A new award, the Grateful American Book Prize, has been established to honor children’s fiction and nonfiction books that feature events and people that shaped American history.

“Of the more than five dozen literary awards for children’s books in the U.S., the Grateful American Book Prize is the only one awarded for excellence in writing, storytelling, and illustration in the category of historically accurate works for children,” said the award’s co-founder David Bruce Smith in a March 17 statement. “Our aim is to restore the role of history in the education of America’s children at a time when the focus in the classroom is on math and science.”

Smith, an author and publisher founded the prize with former chair of the National Endowment for the Humanities Dr. Bruce Cole. The winner will receive a $13,000 cash award in commemoration of the 13 original colonies, as well as a work of art to be created by Smith’s mother, artist Clarice Smith.

The deadline for submissions is August 31, and contest forms can be downloaded from the Grateful American Book Prize website. A broad-based outreach to publishers of children’s books will be under way in the coming days, Smith said.

Richard Russo to Receive NAIBA Legacy Award 

The New Atlantic Independent Booksellers Association (NAIBA) will present its 2015 Legacy Award to author Richard Russo at the NAIBA Fall Conference.

The award recognizes a lifetime of literary achievements and contributions to independent booksellers. Past Legacy Award recipients include authors such as Jules Feiffer, Judy Blume, Paul Auster, Joyce Carol Oates, and Pete Hamill, and industry leaders such as Morgan Entrekin, publisher of Grove/Atlantic. The prize is a donation to the recipient’s charity of choice.

Russo, who received the 2002 Pulitzer Prize for his novel Empire Falls (Vintage), will be the keynote speaker at the conference’s Awards Banquet on October 3 at the DoubleTree in Somerset, New Jersey.

NAIBA Issues Bookstore Visit Challenge

On the heels of a recent column by Politics & Prose’s Mark LaFramboise that highlighted the many benefits booksellers can find when visiting other indie bookstores, the New Atlantic Independent Booksellers Association has issued the Bookstore Visit Challenge 2015.

To inspire booksellers to actively learn from one another, NAIBA is urging booksellers to visit other bookstores between now and September 18. Points will be awarded based on visits, and the bookstore earning the most points through the challenge will win two free nights at the DoubleTree in Somerset, New Jersey, during the NAIBA Fall Conference, to be held October 2 – 4.

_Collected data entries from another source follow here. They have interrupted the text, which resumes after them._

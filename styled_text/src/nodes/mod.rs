// Copyright 2025 the Parley Authors
// SPDX-License-Identifier: Apache-2.0 OR MIT

//! Node types and their interpolations.

mod control;
mod erased;
mod leaf;
mod paragraph;
mod tuple;

pub use control::{
    Conditional, ConditionalInterpolation, Empty, EmptyInterpolation, ForEach,
    ForEachInterpolation, Group, OptionalInterpolation,
};
pub use erased::{AnyAttributedText, AnyInterpolation, Proxy, ProxyInterpolation};
pub use leaf::{ImageInterpolation, Plain, PlainInterpolation, TextInterpolation};
pub use paragraph::{Paragraph, ParagraphInterpolation};
pub use tuple::{TupleInterpolation, TupleText};
// Copyright 2025 the Parley Authors
// SPDX-License-Identifier: Apache-2.0 OR MIT

use alloc::string::{String, ToString};
use alloc::vec;
use core::fmt::Display;

use crate::{
    AttributedContent, AttributedText, Attributes, Image, Interpolation, Modifier, NestedItem,
};

/// Interpolation of a text leaf.
#[derive(Debug)]
pub struct TextInterpolation<'a> {
    text: &'a str,
    attributes: Attributes,
}

impl<'a> TextInterpolation<'a> {
    fn new(text: &'a str) -> Self {
        Self {
            text,
            attributes: Attributes::new(),
        }
    }
}

impl Interpolation for TextInterpolation<'_> {
    type Modifiable = Attributes;
    type Output = AttributedContent;

    fn modify(&mut self, modifier: &dyn Modifier<Modifiable = Attributes>) {
        modifier.modify(&mut self.attributes);
    }

    fn build(self) -> AttributedContent {
        AttributedContent::text(self.text, self.attributes)
    }
}

impl AttributedText for String {
    type Modifiable = Attributes;
    type Interpolation<'a> = TextInterpolation<'a>;

    fn interpolation(&self) -> TextInterpolation<'_> {
        TextInterpolation::new(self)
    }
}

impl AttributedText for &str {
    type Modifiable = Attributes;
    type Interpolation<'a>
        = TextInterpolation<'a>
    where
        Self: 'a;

    fn interpolation(&self) -> TextInterpolation<'_> {
        TextInterpolation::new(self)
    }
}

/// Interpolation of an [`Image`] leaf.
#[derive(Debug)]
pub struct ImageInterpolation<'a> {
    image: &'a Image,
    attributes: Attributes,
}

impl Interpolation for ImageInterpolation<'_> {
    type Modifiable = Attributes;
    type Output = AttributedContent;

    fn modify(&mut self, modifier: &dyn Modifier<Modifiable = Attributes>) {
        modifier.modify(&mut self.attributes);
    }

    fn build(self) -> AttributedContent {
        AttributedContent {
            items: vec![NestedItem::Image(self.image.clone())],
            attributes: self.attributes,
        }
    }
}

impl AttributedText for Image {
    type Modifiable = Attributes;
    type Interpolation<'a> = ImageInterpolation<'a>;

    fn interpolation(&self) -> ImageInterpolation<'_> {
        ImageInterpolation {
            image: self,
            attributes: Attributes::new(),
        }
    }
}

/// A leaf rendering any [`Display`] value as plain text.
///
/// ```
/// use styled_text::{AttributedTextExt, Plain};
///
/// assert_eq!(Plain(42).make_content().plain_text(), "42");
/// ```
#[derive(Clone, Copy, Debug, PartialEq, Eq)]
pub struct Plain<T>(pub T);

/// Interpolation of a [`Plain`] leaf.
#[derive(Debug)]
pub struct PlainInterpolation<'a, T> {
    value: &'a T,
    attributes: Attributes,
}

impl<T: Display> Interpolation for PlainInterpolation<'_, T> {
    type Modifiable = Attributes;
    type Output = AttributedContent;

    fn modify(&mut self, modifier: &dyn Modifier<Modifiable = Attributes>) {
        modifier.modify(&mut self.attributes);
    }

    fn build(self) -> AttributedContent {
        AttributedContent::text(self.value.to_string(), self.attributes)
    }
}

impl<T: Display> AttributedText for Plain<T> {
    type Modifiable = Attributes;
    type Interpolation<'a>
        = PlainInterpolation<'a, T>
    where
        T: 'a;

    fn interpolation(&self) -> PlainInterpolation<'_, T> {
        PlainInterpolation {
            value: &self.0,
            attributes: Attributes::new(),
        }
    }
}

#[cfg(test)]
mod tests {
    use crate::{AttributedTextExt, Attributes, Image, NestedItem, Plain, StyleKey, StyleValue};
    use alloc::string::String;
    use alloc::vec;
    use peniko::color::palette::css;

    #[test]
    fn text_leaf_builds_one_item() {
        let content = String::from("owned").make_content();
        assert_eq!(content.items, [NestedItem::Text("owned".into())]);
        assert_eq!(content.attributes, Attributes::new());
    }

    #[test]
    fn image_leaf_keeps_handle() {
        let image = Image::from_vec(vec![1, 2, 3, 4], 1, 1);
        let content = image.clone().background_color(css::WHITE).make_content();
        assert_eq!(content.items, [NestedItem::Image(image)]);
        assert_eq!(
            content.attributes.get(&StyleKey::BackgroundColor),
            Some(&StyleValue::Color(css::WHITE))
        );
    }

    #[test]
    fn plain_uses_display() {
        let content = Plain(1.5_f32).kern(2.0).make_content();
        assert_eq!(content.plain_text(), "1.5");
        assert_eq!(content.attributes.len(), 1);
    }
}
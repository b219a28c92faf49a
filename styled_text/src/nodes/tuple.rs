// Copyright 2025 the Parley Authors
// SPDX-License-Identifier: Apache-2.0 OR MIT

use crate::{AttributedContent, AttributedText, Attributes, Interpolation, Modifier};

/// An ordered group of 2 to 10 sibling nodes of possibly different types.
///
/// Usually created with [`text_body!`](crate::text_body). Each child is built independently and
/// kept as its own nested scope, in declaration order.
#[derive(Clone, Copy, Debug, Default, PartialEq, Eq)]
pub struct TupleText<T>(pub T);

/// Interpolation of a [`TupleText`] node.
#[derive(Debug)]
pub struct TupleInterpolation<'a, T> {
    children: &'a T,
    attributes: Attributes,
}

macro_rules! impl_tuple_text {
    ($($child:ident $ix:tt),+) => {
        impl<$($child: AttributedText),+> Interpolation for TupleInterpolation<'_, ($($child,)+)> {
            type Modifiable = Attributes;
            type Output = AttributedContent;

            fn modify(&mut self, modifier: &dyn Modifier<Modifiable = Attributes>) {
                modifier.modify(&mut self.attributes);
            }

            fn build(self) -> AttributedContent {
                let mut content = AttributedContent::with_attributes(self.attributes);
                $(content.append(self.children.$ix.interpolation().build());)+
                content
            }
        }

        impl<$($child: AttributedText),+> AttributedText for TupleText<($($child,)+)> {
            type Modifiable = Attributes;
            type Interpolation<'a>
                = TupleInterpolation<'a, ($($child,)+)>
            where
                Self: 'a;

            fn interpolation(&self) -> Self::Interpolation<'_> {
                TupleInterpolation {
                    children: &self.0,
                    attributes: Attributes::new(),
                }
            }
        }
    };
}

impl_tuple_text!(C0 0, C1 1);
impl_tuple_text!(C0 0, C1 1, C2 2);
impl_tuple_text!(C0 0, C1 1, C2 2, C3 3);
impl_tuple_text!(C0 0, C1 1, C2 2, C3 3, C4 4);
impl_tuple_text!(C0 0, C1 1, C2 2, C3 3, C4 4, C5 5);
impl_tuple_text!(C0 0, C1 1, C2 2, C3 3, C4 4, C5 5, C6 6);
impl_tuple_text!(C0 0, C1 1, C2 2, C3 3, C4 4, C5 5, C6 6, C7 7);
impl_tuple_text!(C0 0, C1 1, C2 2, C3 3, C4 4, C5 5, C6 6, C7 7, C8 8);
impl_tuple_text!(C0 0, C1 1, C2 2, C3 3, C4 4, C5 5, C6 6, C7 7, C8 8, C9 9);

/// Combines the nodes of a document body into one node.
///
/// A single node is returned as is. Two to ten nodes become a [`TupleText`] that builds them in
/// order, each as its own nested scope.
///
/// ```
/// use styled_text::{AttributedTextExt, NestedItem, text_body};
/// use styled_text::peniko::color::palette::css;
///
/// let body = text_body!("Hello, ", "world".foreground_color(css::GREEN), "!");
/// let content = body.make_content();
///
/// assert_eq!(content.items.len(), 3);
/// assert!(content.items.iter().all(|item| matches!(item, NestedItem::Nested(_))));
/// assert_eq!(content.plain_text(), "Hello, world!");
/// ```
#[macro_export]
macro_rules! text_body {
    ($single:expr $(,)?) => {
        $single
    };
    ($c0:expr, $c1:expr $(,)?) => {
        $crate::TupleText(($c0, $c1))
    };
    ($c0:expr, $c1:expr, $c2:expr $(,)?) => {
        $crate::TupleText(($c0, $c1, $c2))
    };
    ($c0:expr, $c1:expr, $c2:expr, $c3:expr $(,)?) => {
        $crate::TupleText(($c0, $c1, $c2, $c3))
    };
    ($c0:expr, $c1:expr, $c2:expr, $c3:expr, $c4:expr $(,)?) => {
        $crate::TupleText(($c0, $c1, $c2, $c3, $c4))
    };
    ($c0:expr, $c1:expr, $c2:expr, $c3:expr, $c4:expr, $c5:expr $(,)?) => {
        $crate::TupleText(($c0, $c1, $c2, $c3, $c4, $c5))
    };
    ($c0:expr, $c1:expr, $c2:expr, $c3:expr, $c4:expr, $c5:expr, $c6:expr $(,)?) => {
        $crate::TupleText(($c0, $c1, $c2, $c3, $c4, $c5, $c6))
    };
    ($c0:expr, $c1:expr, $c2:expr, $c3:expr, $c4:expr, $c5:expr, $c6:expr, $c7:expr $(,)?) => {
        $crate::TupleText(($c0, $c1, $c2, $c3, $c4, $c5, $c6, $c7))
    };
    (
        $c0:expr, $c1:expr, $c2:expr, $c3:expr, $c4:expr, $c5:expr, $c6:expr, $c7:expr,
        $c8:expr $(,)?
    ) => {
        $crate::TupleText(($c0, $c1, $c2, $c3, $c4, $c5, $c6, $c7, $c8))
    };
    (
        $c0:expr, $c1:expr, $c2:expr, $c3:expr, $c4:expr, $c5:expr, $c6:expr, $c7:expr,
        $c8:expr, $c9:expr $(,)?
    ) => {
        $crate::TupleText(($c0, $c1, $c2, $c3, $c4, $c5, $c6, $c7, $c8, $c9))
    };
}

#[cfg(test)]
mod tests {
    use crate::{AttributedTextExt, Empty, NestedItem, StyleKey, TupleText};
    use alloc::vec::Vec;

    #[test]
    fn children_keep_their_own_scopes() {
        let body = text_body!("a".kern(1.0), "b", Empty, "c".kern(2.0)).baseline_offset(3.0);
        let content = body.make_content();

        assert_eq!(content.attributes.len(), 1);
        assert!(content.attributes.contains_key(&StyleKey::BaselineOffset));
        let kerned: Vec<bool> = content
            .items
            .iter()
            .map(|item| match item {
                NestedItem::Nested(child) => child.attributes.contains_key(&StyleKey::Kern),
                other => panic!("unexpected item {other:?}"),
            })
            .collect();
        assert_eq!(kerned, [true, false, false, true]);
    }

    #[test]
    fn widest_tuple() {
        let body = text_body!("0", "1", "2", "3", "4", "5", "6", "7", "8", "9");
        let _: &TupleText<(&str, &str, &str, &str, &str, &str, &str, &str, &str, &str)> = &body;
        assert_eq!(body.make_content().plain_text(), "0123456789");
    }

    #[test]
    fn single_child_is_unwrapped() {
        let body = text_body!("only");
        assert_eq!(body, "only");
    }
}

The bookstore visits must take place between now and September 18. Each bookstore staffer that visits another bookstore earns one credit for the home store. Additionally, each bookstore staffer that attends a NAIBA event will earn two points for their store.

Bookstore visits must include discussions with the staff or owners about the operations of the store. To earn points, the visit must be documented by sending a photo and description of the visit, including an idea shared or something admired about the visited store, to [email protected]. Comments and photos may be included on the NAIBA website and in future newsletters.

Rakuten Buys OverDrive

Rakuten, the owner of Kobo, has announced its acquisition of OverDrive, a marketplace for e-books and audiobooks, for $410 million, according to TechCrunch. The deal is expected to close next month.

Given Rakuten’s acquisition of Kobo in 2011, TechCrunch said, “It stands to reason then that U.S.-based OverDrive, which was founded way back in 1986 and offers over 2.5 million titles from more than 5,000 publishers today, will be put to work providing greater choice and reading material for Kobo owners.”

“OverDrive’s deep content library and relationships with publishers, libraries, schools, and retailers will allow Rakuten to extend our mission of empowerment to new market segments and accelerate the growth of our digital content businesses,” said Takahito Aiki, the head of Rakuten’s global eBook business, in a statement.